[Saved entries]
----------------
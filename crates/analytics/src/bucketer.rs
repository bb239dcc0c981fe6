use crate::error::AnalyticsError;
use crate::report::TimeBucket;
use chrono::{DateTime, Datelike, Duration, Months, NaiveTime, TimeZone, Utc};
use core_types::{Granularity, Order, Period};
use rust_decimal::Decimal;

/// Partitions a period into contiguous, non-overlapping buckets and fills them.
///
/// - `Hour` buckets step one hour from `start` itself.
/// - `Day` buckets are aligned to midnight of `start`'s date.
/// - `Month` buckets are aligned to the first day of `start`'s month.
///
/// The first bucket is clamped to begin at `start` and the last to end at
/// `end`, so the union of all buckets is exactly the period. Empty buckets are
/// kept with zero counts.
#[derive(Debug, Clone, Copy)]
pub struct TimeBucketer {
    granularity: Granularity,
}

impl TimeBucketer {
    pub fn new(granularity: Granularity) -> Self {
        Self { granularity }
    }

    pub fn granularity(&self) -> Granularity {
        self.granularity
    }

    /// Builds the zero-filled skeleton of the time series.
    pub fn buckets(&self, period: &Period) -> Result<Vec<TimeBucket>, AnalyticsError> {
        let mut buckets = Vec::new();
        let mut cursor = self.anchor(period.start);

        while cursor < period.end {
            let next = self.step(cursor)?;
            let start = cursor.max(period.start);
            let end = next.min(period.end);
            buckets.push(TimeBucket {
                label: self.label(cursor),
                start,
                end,
                order_count: 0,
                revenue: Decimal::ZERO,
            });
            cursor = next;
        }

        Ok(buckets)
    }

    /// Builds the skeleton and assigns every order to exactly one bucket.
    ///
    /// An order whose timestamp lies outside the period is an error rather than
    /// being silently dropped, so the bucket counts always add up to the input.
    pub fn bucketize<'a, I>(&self, period: &Period, orders: I) -> Result<Vec<TimeBucket>, AnalyticsError>
    where
        I: IntoIterator<Item = &'a Order>,
    {
        let mut buckets = self.buckets(period)?;

        for order in orders {
            // Buckets are sorted and contiguous: the first one ending after the
            // timestamp is the one that contains it.
            let idx = buckets.partition_point(|b| b.end <= order.timestamp);
            match buckets.get_mut(idx) {
                Some(bucket) if bucket.start <= order.timestamp => {
                    bucket.order_count += 1;
                    bucket.revenue += order.total_amount;
                }
                _ => return Err(AnalyticsError::OrderOutsidePeriod(order.order_id)),
            }
        }

        Ok(buckets)
    }

    fn anchor(&self, start: DateTime<Utc>) -> DateTime<Utc> {
        match self.granularity {
            Granularity::Hour => start,
            Granularity::Day => start.date_naive().and_time(NaiveTime::MIN).and_utc(),
            Granularity::Month => Utc
                .with_ymd_and_hms(start.year(), start.month(), 1, 0, 0, 0)
                .single()
                .unwrap_or(start),
        }
    }

    fn step(&self, cursor: DateTime<Utc>) -> Result<DateTime<Utc>, AnalyticsError> {
        let next = match self.granularity {
            Granularity::Hour => cursor.checked_add_signed(Duration::hours(1)),
            Granularity::Day => cursor.checked_add_signed(Duration::days(1)),
            Granularity::Month => cursor.checked_add_months(Months::new(1)),
        };
        next.ok_or_else(|| {
            AnalyticsError::PeriodOutOfRange(format!("cannot step {} past {}", self.granularity, cursor))
        })
    }

    fn label(&self, bucket_start: DateTime<Utc>) -> String {
        let format = match self.granularity {
            Granularity::Hour => "%Y-%m-%d %H:%M",
            Granularity::Day => "%Y-%m-%d",
            Granularity::Month => "%Y-%m",
        };
        bucket_start.format(format).to_string()
    }
}
//! # Canteen Core Types
//!
//! The foundational (Layer 0) vocabulary shared by every other crate in the
//! workspace: orders and their line items, the order status enumeration, the
//! reporting granularity and the half-open reporting `Period`.
//!
//! This crate has no knowledge of storage, HTTP or analytics. It only encodes
//! the data model and the validation rules that belong to the data itself.

pub mod enums;
pub mod error;
pub mod structs;

// Re-export the core types to provide a clean public API.
pub use enums::{Granularity, OrderStatus};
pub use error::CoreError;
pub use structs::{MenuItemRef, Order, OrderLine, Period};
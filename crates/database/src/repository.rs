use crate::error::DbError;
use crate::store::OrderStore;
use async_trait::async_trait;
use chrono::{DateTime, Utc};
use core_types::{MenuItemRef, Order, OrderLine, OrderStatus};
use rust_decimal::Decimal;
use sqlx::postgres::{PgPool, PgRow};
use sqlx::Row;
use std::collections::{HashMap, HashSet};
use uuid::Uuid;

/// The `DbRepository` provides the PostgreSQL implementation of `OrderStore`.
/// It encapsulates all SQL queries and row mapping.
#[derive(Debug, Clone)]
pub struct DbRepository {
    pool: PgPool,
}

const ORDER_COLUMNS: &str = "order_id, status, total_amount, ordered_at, customer_id";

impl DbRepository {
    /// Creates a new `DbRepository` with a shared database connection pool.
    pub fn new(pool: PgPool) -> Self {
        Self { pool }
    }

    /// Loads the lines of the given orders, grouped by order id, in line order.
    async fn fetch_lines(&self, order_ids: &[Uuid]) -> Result<HashMap<Uuid, Vec<OrderLine>>, DbError> {
        let mut lines: HashMap<Uuid, Vec<OrderLine>> = HashMap::new();
        if order_ids.is_empty() {
            return Ok(lines);
        }

        let rows = sqlx::query(
            r#"
            SELECT ol.order_id, ol.quantity, ol.unit_price,
                   mi.menu_item_id, mi.name AS menu_item_name, c.name AS category_name
            FROM order_lines AS ol
            LEFT JOIN menu_items AS mi ON mi.menu_item_id = ol.menu_item_id
            LEFT JOIN categories AS c ON c.category_id = mi.category_id
            WHERE ol.order_id = ANY($1)
            ORDER BY ol.order_id, ol.line_no
            "#,
        )
        .bind(order_ids)
        .fetch_all(&self.pool)
        .await?;

        for row in rows {
            let order_id: Uuid = row.try_get("order_id")?;
            lines.entry(order_id).or_default().push(map_line(&row)?);
        }
        Ok(lines)
    }
}

#[async_trait]
impl OrderStore for DbRepository {
    async fn fetch_orders(
        &self,
        start: DateTime<Utc>,
        end: DateTime<Utc>,
    ) -> Result<Vec<Order>, DbError> {
        let rows = sqlx::query(&format!(
            "SELECT {ORDER_COLUMNS} FROM orders \
             WHERE ordered_at >= $1 AND ordered_at < $2 \
             ORDER BY ordered_at ASC, order_id ASC"
        ))
        .bind(start)
        .bind(end)
        .fetch_all(&self.pool)
        .await?;

        let mut orders = rows.iter().map(map_order).collect::<Result<Vec<_>, _>>()?;
        let ids: Vec<Uuid> = orders.iter().map(|o| o.order_id).collect();
        let mut lines = self.fetch_lines(&ids).await?;
        for order in &mut orders {
            order.lines = lines.remove(&order.order_id).unwrap_or_default();
        }

        tracing::debug!(count = orders.len(), %start, %end, "Fetched orders.");
        Ok(orders)
    }

    async fn fetch_order_count(
        &self,
        start: DateTime<Utc>,
        end: DateTime<Utc>,
    ) -> Result<u64, DbError> {
        let count: i64 = sqlx::query_scalar(
            "SELECT COUNT(*) FROM orders WHERE ordered_at >= $1 AND ordered_at < $2",
        )
        .bind(start)
        .bind(end)
        .fetch_one(&self.pool)
        .await?;
        u64::try_from(count).map_err(|_| DbError::InvalidRow(format!("negative count {}", count)))
    }

    async fn fetch_customers_with_prior_orders(
        &self,
        customer_ids: &[Uuid],
        before: DateTime<Utc>,
    ) -> Result<HashSet<Uuid>, DbError> {
        if customer_ids.is_empty() {
            return Ok(HashSet::new());
        }
        let ids: Vec<Uuid> = sqlx::query_scalar(
            "SELECT DISTINCT customer_id FROM orders WHERE customer_id = ANY($1) AND ordered_at < $2",
        )
        .bind(customer_ids)
        .bind(before)
        .fetch_all(&self.pool)
        .await?;
        Ok(ids.into_iter().collect())
    }

    async fn get_order(&self, order_id: Uuid) -> Result<Option<Order>, DbError> {
        let row = sqlx::query(&format!("SELECT {ORDER_COLUMNS} FROM orders WHERE order_id = $1"))
            .bind(order_id)
            .fetch_optional(&self.pool)
            .await?;

        let Some(row) = row else {
            return Ok(None);
        };
        let mut order = map_order(&row)?;
        order.lines = self
            .fetch_lines(&[order_id])
            .await?
            .remove(&order_id)
            .unwrap_or_default();
        Ok(Some(order))
    }

    async fn set_order_status(
        &self,
        order_id: Uuid,
        new_status: OrderStatus,
        expected_current: OrderStatus,
    ) -> Result<Option<Order>, DbError> {
        // The WHERE clause carries the precondition, so the read-modify-write is a single statement.
        let result = sqlx::query("UPDATE orders SET status = $1 WHERE order_id = $2 AND status = $3")
            .bind(new_status.as_str())
            .bind(order_id)
            .bind(expected_current.as_str())
            .execute(&self.pool)
            .await?;

        if result.rows_affected() != 1 {
            return Ok(None);
        }
        self.get_order(order_id).await
    }
}

fn map_order(row: &PgRow) -> Result<Order, DbError> {
    let status: String = row.try_get("status")?;
    let status = status
        .parse::<OrderStatus>()
        .map_err(|e| DbError::InvalidRow(e.to_string()))?;

    Ok(Order {
        order_id: row.try_get("order_id")?,
        status,
        total_amount: row.try_get("total_amount")?,
        timestamp: row.try_get("ordered_at")?,
        customer_id: row.try_get("customer_id")?,
        lines: Vec::new(),
    })
}

fn map_line(row: &PgRow) -> Result<OrderLine, DbError> {
    let quantity: i32 = row.try_get("quantity")?;
    let quantity = u32::try_from(quantity)
        .map_err(|_| DbError::InvalidRow(format!("negative quantity {}", quantity)))?;
    let unit_price: Decimal = row.try_get("unit_price")?;

    let menu_item_id: Option<Uuid> = row.try_get("menu_item_id")?;
    let menu_item = match menu_item_id {
        Some(id) => Some(MenuItemRef {
            id,
            name: row.try_get("menu_item_name")?,
            category: row.try_get("category_name")?,
        }),
        None => None,
    };

    Ok(OrderLine {
        menu_item,
        quantity,
        unit_price,
    })
}
use core_types::OrderStatus;
use thiserror::Error;
use uuid::Uuid;

#[derive(Error, Debug)]
pub enum LifecycleError {
    #[error("Order {0} was not found.")]
    NotFound(Uuid),

    #[error("Order {order_id} cannot move from {from} to {to}.")]
    InvalidTransition {
        order_id: Uuid,
        from: OrderStatus,
        to: OrderStatus,
    },

    /// The status changed between the read and the conditional write.
    #[error("Order {order_id} is no longer {expected}; the transition to {to} was not applied.")]
    Conflict {
        order_id: Uuid,
        expected: OrderStatus,
        to: OrderStatus,
    },

    #[error("Database error: {0}")]
    Database(#[from] database::DbError),
}

impl LifecycleError {
    /// Both illegal transitions and lost races are "invalid operation" failures for callers.
    pub fn is_invalid_operation(&self) -> bool {
        matches!(
            self,
            LifecycleError::InvalidTransition { .. } | LifecycleError::Conflict { .. }
        )
    }
}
----------------
## Exercise
For this data, state how many lines include the word "remove", with nothing added.

## Output of the exercise
2